= Ignac Fogelman =

Nuclear medicine researcher (1948-2016)

Ignac Fogelman (1948–5 July 2016) was a professor of Nuclear Medicine at King’s College London, Honorary Consultant Physician at Guy’s and St Thomas’ NHS Trust, and Director of the Osteoporosis Screening & Research Unit at Guy’s Hospital. He was born in 1948 in Germany and died on 5 July 2016 in the United Kingdom. He is known as the father of bone imaging by some researchers and academics.

== Career ==
Fogelman obtained an MD degree at the Medicine Department of the Glasgow Royal Infirmary in Scotland, where he worked with Dr Iain Boyle and Dr Rodney Bessent. His research interests included, but were not limited to, evaluation and development of techniques for the assessment of bone mineral density, mainly using dual-photon absorptiometry (DPA) and dual-energy x-ray absorptiometry (DXA) scanners.

He was appointed as a Consultant Physician in the Nuclear Medicine Department at Guy’s Hospital in 1983. He set-up the first osteoporosis-related bone screening service in the UK. He started working at King's College London (KCL) during mid-1992 until he died. He became a full professor in 1996. He retired from NHS in 2015.

Ignac was also a former board member and trustee of National Osteoporosis Society. He also chaired the board of examiners for masters course in Nuclear Medicine at KCL.

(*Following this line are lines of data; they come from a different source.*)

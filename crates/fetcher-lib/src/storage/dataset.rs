//! Append-only CSV datasets
//!
//! A dataset is one CSV object: a single header row followed by every row
//! ever appended, in arrival order. Each merge reads the whole object,
//! appends in memory and writes the whole object back in one put, so a
//! failed write leaves the previous version intact.

use super::ObjectStore;
use crate::error::{PipelineError, StorageError};
use crate::models::Row;
use std::sync::Arc;
use tracing::{debug, warn};

pub const CSV_CONTENT_TYPE: &str = "text/csv";

/// Result of one read-merge-write cycle
#[derive(Debug, Clone, PartialEq, Eq)]
pub struct MergeOutcome {
    pub key: String,
    /// The object did not exist (or was empty) and a header was written
    pub created: bool,
    /// Data rows present before the merge
    pub existing_rows: usize,
    /// Data rows appended by the merge
    pub appended: usize,
    /// Exact bytes of the merged dataset
    pub body: Vec<u8>,
}

impl MergeOutcome {
    /// Data rows in the dataset after the merge, header excluded
    pub fn total_rows(&self) -> usize {
        self.existing_rows + self.appended
    }
}

/// Merge engine over an [`ObjectStore`]
#[derive(Clone)]
pub struct DatasetStore {
    store: Arc<dyn ObjectStore>,
}

impl DatasetStore {
    pub fn new(store: Arc<dyn ObjectStore>) -> Self {
        Self { store }
    }

    /// Load every record of the dataset under `key`, header included.
    ///
    /// Returns `None` when the object does not exist yet.
    pub async fn load(&self, key: &str) -> Result<Option<Vec<Row>>, PipelineError> {
        let exists = self
            .store
            .exists(key)
            .await
            .map_err(|source| persist_error(key, source))?;

        if !exists {
            return Ok(None);
        }

        let body = match self.store.get(key).await {
            Ok(body) => body,
            // removed between probe and read; nothing to preserve
            Err(StorageError::NotFound(_)) => return Ok(None),
            Err(source) => return Err(persist_error(key, source)),
        };

        parse_records(key, &body).map(Some)
    }

    /// Append `new_rows` to the dataset under `key` and write it back.
    ///
    /// The header is written only when the dataset is created. Existing rows
    /// are preserved exactly and `new_rows` follow them in the given order.
    pub async fn merge_and_persist(
        &self,
        key: &str,
        header: &[String],
        new_rows: &[Row],
    ) -> Result<MergeOutcome, PipelineError> {
        let outcome = self.prepare(key, header, new_rows).await?;
        self.commit(&outcome).await?;
        Ok(outcome)
    }

    /// Load the dataset under `key` and build its merged body without writing.
    ///
    /// Every load-stage failure surfaces here, so callers writing several
    /// datasets can validate all of them before the first put.
    pub async fn prepare(
        &self,
        key: &str,
        header: &[String],
        new_rows: &[Row],
    ) -> Result<MergeOutcome, PipelineError> {
        let existing = match self.load(key).await? {
            Some(records) if records.is_empty() => {
                warn!(key = %key, "Existing dataset is empty, rewriting header");
                None
            }
            other => other,
        };

        let created = existing.is_none();
        let mut records = match existing {
            Some(records) => {
                let width = records[0].len();
                if width != header.len() {
                    return Err(PipelineError::CorruptDataset {
                        key: key.to_string(),
                        reason: format!(
                            "existing header has {} columns, expected {}",
                            width,
                            header.len()
                        ),
                    });
                }
                records
            }
            None => vec![header.to_vec()],
        };

        let existing_rows = records.len() - 1;
        records.extend(new_rows.iter().cloned());

        let body = serialize_records(&records).map_err(|e| {
            persist_error(key, StorageError::Backend(format!("serializing CSV: {}", e)))
        })?;

        Ok(MergeOutcome {
            key: key.to_string(),
            created,
            existing_rows,
            appended: new_rows.len(),
            body,
        })
    }

    /// Write a prepared merge in a single put
    pub async fn commit(&self, outcome: &MergeOutcome) -> Result<(), PipelineError> {
        self.store
            .put(&outcome.key, outcome.body.clone(), CSV_CONTENT_TYPE)
            .await
            .map_err(|source| persist_error(&outcome.key, source))?;

        debug!(
            key = %outcome.key,
            created = outcome.created,
            existing_rows = outcome.existing_rows,
            appended = outcome.appended,
            bytes = outcome.body.len(),
            "Dataset written"
        );

        Ok(())
    }
}

fn persist_error(key: &str, source: StorageError) -> PipelineError {
    PipelineError::Persist {
        key: key.to_string(),
        source,
    }
}

/// Parse a CSV body into records. Every record must have the same width.
pub(crate) fn parse_records(key: &str, body: &[u8]) -> Result<Vec<Row>, PipelineError> {
    let mut reader = csv::ReaderBuilder::new()
        .has_headers(false)
        .from_reader(body);

    reader
        .records()
        .map(|record| {
            record
                .map(|record| record.iter().map(String::from).collect())
                .map_err(|e| PipelineError::CorruptDataset {
                    key: key.to_string(),
                    reason: e.to_string(),
                })
        })
        .collect()
}

/// Serialize records as comma-delimited, `\n`-terminated CSV.
///
/// Fields are quoted only when they contain a delimiter, a quote or a line
/// break. A leading space alone does not trigger quoting, so a dataset whose
/// writer quoted such fields is rewritten with them unquoted on the next
/// merge. The field values are unchanged.
pub(crate) fn serialize_records(records: &[Row]) -> Result<Vec<u8>, csv::Error> {
    let mut writer = csv::WriterBuilder::new()
        .terminator(csv::Terminator::Any(b'\n'))
        .from_writer(Vec::new());

    for record in records {
        writer.write_record(record)?;
    }

    writer.into_inner().map_err(|e| e.into_error().into())
}

#[cfg(test)]
mod tests {
    use super::*;

    fn row(fields: &[&str]) -> Row {
        fields.iter().map(|f| f.to_string()).collect()
    }

    #[test]
    fn test_serialize_quotes_only_when_needed() {
        let records = vec![
            row(&["Deployment", "Namespace"]),
            row(&["web, canary", "apps"]),
            row(&["say \"hi\"", ""]),
        ];

        let body = serialize_records(&records).unwrap();
        assert_eq!(
            String::from_utf8(body).unwrap(),
            "Deployment,Namespace\n\"web, canary\",apps\n\"say \"\"hi\"\"\",\n"
        );
    }

    #[test]
    fn test_parse_round_trips_serialized_records() {
        let records = vec![row(&["a", "b"]), row(&["x,y", "line\nbreak"])];
        let body = serialize_records(&records).unwrap();

        assert_eq!(parse_records("k", &body).unwrap(), records);
    }

    #[test]
    fn test_parse_accepts_crlf() {
        let records = parse_records("k", b"a,b\r\n1,2\r\n").unwrap();
        assert_eq!(records, vec![row(&["a", "b"]), row(&["1", "2"])]);
    }

    #[test]
    fn test_parse_rejects_ragged_rows() {
        let err = parse_records("Pod/Pod.csv", b"a,b\n1,2,3\n").unwrap_err();
        assert_eq!(err.stage(), "load");
        assert!(err.to_string().contains("Pod/Pod.csv"));
    }
}
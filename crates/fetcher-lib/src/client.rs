//! HTTP client for the cost model allocation API
//!
//! This module provides a client that:
//! - Builds `/model/allocation` queries for one aggregate kind and window
//! - Retries transport failures a bounded number of times with a fixed delay
//! - Decodes the response envelope into an [`AllocationResponse`]

use crate::allocation::AllocationResponse;
use crate::error::PipelineError;
use crate::models::{AggregateKind, ReportWindow};
use crate::observability::FetcherMetrics;
use anyhow::{Context, Result};
use reqwest::{Client, StatusCode};
use std::time::Duration;
use tracing::{debug, warn};
use url::Url;

const ALLOCATION_PATH: &str = "model/allocation";

/// Configuration for the allocation client
#[derive(Debug, Clone)]
pub struct ClientConfig {
    /// Total requests per fetch, the first one included
    pub max_attempts: u32,
    /// Fixed wait between attempts
    pub retry_delay: Duration,
    /// Timeout for a single request, body included
    pub request_timeout: Duration,
}

impl Default for ClientConfig {
    fn default() -> Self {
        Self {
            max_attempts: 3,
            retry_delay: Duration::from_secs(2),
            request_timeout: Duration::from_secs(30),
        }
    }
}

/// Client for the allocation endpoint of one cost model deployment
#[derive(Debug, Clone)]
pub struct AllocationClient {
    client: Client,
    endpoint: Url,
    config: ClientConfig,
    metrics: FetcherMetrics,
}

impl AllocationClient {
    pub fn endpoint(&self) -> &Url {
        &self.endpoint
    }

    pub fn config(&self) -> &ClientConfig {
        &self.config
    }

    /// URL queried for `kind` over `window`
    pub fn allocation_url(&self, window: &ReportWindow, kind: AggregateKind) -> Url {
        let mut url = self.endpoint.clone();
        url.query_pairs_mut()
            .append_pair("window", &window.to_string())
            .append_pair("aggregate", kind.as_param())
            .append_pair("accumulate", "true");
        url
    }

    /// Fetch and decode the allocations of `kind` over `window`.
    ///
    /// Transport failures (connect, timeout, truncated body) are retried up
    /// to `max_attempts` requests in total. The HTTP status is not checked:
    /// any body that decodes is accepted, and a body that does not decode is
    /// a [`PipelineError::Decode`] naming the status.
    pub async fn fetch(
        &self,
        window: &ReportWindow,
        kind: AggregateKind,
    ) -> Result<AllocationResponse, PipelineError> {
        let url = self.allocation_url(window, kind);
        let mut attempt = 0;

        let (status, body) = loop {
            attempt += 1;
            self.metrics.inc_fetch_attempts(kind);

            match self.request(url.clone()).await {
                Ok(response) => break response,
                Err(e) if attempt < self.config.max_attempts => {
                    warn!(
                        kind = %kind,
                        attempt = attempt,
                        max_attempts = self.config.max_attempts,
                        error = %e,
                        "Allocation request failed, retrying in {:?}",
                        self.config.retry_delay
                    );
                    self.metrics.inc_fetch_retries(kind);
                    tokio::time::sleep(self.config.retry_delay).await;
                }
                Err(source) => {
                    return Err(PipelineError::Fetch {
                        kind,
                        attempts: attempt,
                        source,
                    })
                }
            }
        };

        debug!(kind = %kind, status = %status, bytes = body.len(), "Allocation response read");

        AllocationResponse::from_slice(&body).map_err(|reason| PipelineError::Decode {
            kind,
            reason: if status.is_success() {
                reason.to_string()
            } else {
                format!("HTTP {}: {}", status, reason)
            },
        })
    }

    async fn request(&self, url: Url) -> Result<(StatusCode, Vec<u8>), reqwest::Error> {
        let response = self.client.get(url).send().await?;
        let status = response.status();
        let body = response.bytes().await?;
        Ok((status, body.to_vec()))
    }
}

/// Builder for AllocationClient
pub struct AllocationClientBuilder {
    config: ClientConfig,
    endpoint: Option<String>,
}

impl AllocationClientBuilder {
    pub fn new() -> Self {
        Self {
            config: ClientConfig::default(),
            endpoint: None,
        }
    }

    /// Base URL of the cost model, e.g. `http://kubecost-cost-analyzer:9090`
    pub fn endpoint(mut self, endpoint: impl Into<String>) -> Self {
        self.endpoint = Some(endpoint.into());
        self
    }

    pub fn max_attempts(mut self, attempts: u32) -> Self {
        self.config.max_attempts = attempts;
        self
    }

    pub fn retry_delay(mut self, delay: Duration) -> Self {
        self.config.retry_delay = delay;
        self
    }

    pub fn request_timeout(mut self, timeout: Duration) -> Self {
        self.config.request_timeout = timeout;
        self
    }

    pub fn build(self) -> Result<AllocationClient> {
        let base = self
            .endpoint
            .ok_or_else(|| anyhow::anyhow!("endpoint is required"))?;

        if self.config.max_attempts == 0 {
            anyhow::bail!("max_attempts must be at least 1");
        }

        let endpoint = Url::parse(&format!("{}/", base.trim_end_matches('/')))
            .and_then(|base| base.join(ALLOCATION_PATH))
            .with_context(|| format!("Invalid allocation endpoint: {}", base))?;

        let client = Client::builder()
            .timeout(self.config.request_timeout)
            .build()
            .context("Failed to create HTTP client")?;

        Ok(AllocationClient {
            client,
            endpoint,
            config: self.config,
            metrics: FetcherMetrics::new(),
        })
    }
}

impl Default for AllocationClientBuilder {
    fn default() -> Self {
        Self::new()
    }
}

== Books and publications ==
He started publishing research his work during 1977, and published more than 500 scientific documents during his career with over 18,700 citations. According to Scopus, he has an h-index of 67 as for mid-2020. He contributed to 15 books throughout his career. His most successful book is the "Atlas of Clinical Nuclear Medicine", which is most widely used in the world of nuclear medicine.

== Selected books ==

- 1996: Skeletal nuclear medicine, edited by David Collier, Ignac Fogelman, Leonard Rosenthall.
- 1998: Evaluation Of Osteoporosis, edited by Glen M Blake, Heinz W Wahner, Ignac Fogelman.
- 2000: An Atlas of Planar and SPECT Bone Scans, edited by David D Collier, Ignac Fogelman, Lawrence E Holder
- 2012: Bone Scanning in Clinical Practice, edited by Ignac Fogelman.
- 2013: Radionuclide and Hybrid Bone Imaging, edited by Ignac Fogelman, Gopinath Gnanasegaran, Hans van der Wal.
- 2014: Atlas of Clinical Nuclear Medicine, Third Edition edited by Ignac Fogelman, Susan Clarke, Gary Cook, Gopinath Gnanasegaran.

== Awards ==
- 2005: Vikram Sarabhai Oration Award by the Society of Nuclear Medicine of India.
- 2014: Sir Godfrey Hounsfield Memorial Award by the British Institute of Radiology (BIR).
- 2015: Invited to present the Dent Lecture by the Bone Research Society (BRS).
- 2017: The Roll of Honour award by the British Nuclear Medicine Society (BNMS).

== Personal life ==
Ignac married Coral in 1974 and had two children, and grandchildren. He had a keen personal interest in food, wine, theatre, opera, art exhibitions, perfumes, reading novels, and he spoke many languages.